- YOUR TASK -
Out of the entries that follow, copy each line containing "usize".

- RECORDS SHOWN -
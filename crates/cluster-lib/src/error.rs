//! Cluster error types.

use thiserror::Error;

use crate::models::{ContainerId, NodeId};

/// Errors that can occur during placement and cluster operations.
#[derive(Debug, Clone, PartialEq, Eq, Error)]
pub enum ClusterError {
    #[error("cluster has no nodes")]
    NoNodes,

    #[error("unknown node: {0}")]
    UnknownNode(NodeId),

    #[error("unknown container: {0}")]
    UnknownContainer(ContainerId),

    #[error("capacity exhausted: {used}/{capacity} slots in use")]
    CapacityExhausted { used: usize, capacity: usize },

    #[error("node {node_id} is full ({capacity} slots)")]
    NodeFull { node_id: NodeId, capacity: usize },

    #[error("cluster is shutting down")]
    ShuttingDown,

    #[error("orchestrator already started")]
    AlreadyStarted,

    #[error("deploy requires a running Tokio runtime")]
    NoRuntime,

    #[error("invalid configuration: {0}")]
    InvalidConfig(String),
}

impl ClusterError {
    /// Capacity conditions are recoverable by waiting for a slot to free up
    pub fn is_capacity(&self) -> bool {
        matches!(
            self,
            ClusterError::CapacityExhausted { .. } | ClusterError::NodeFull { .. }
        )
    }
}

pub type ClusterResult<T> = Result<T, ClusterError>;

- ANSWER FOR THE TASK -
    CapacityExhausted { used: usize, capacity: usize },
    NodeFull { node_id: NodeId, capacity: usize },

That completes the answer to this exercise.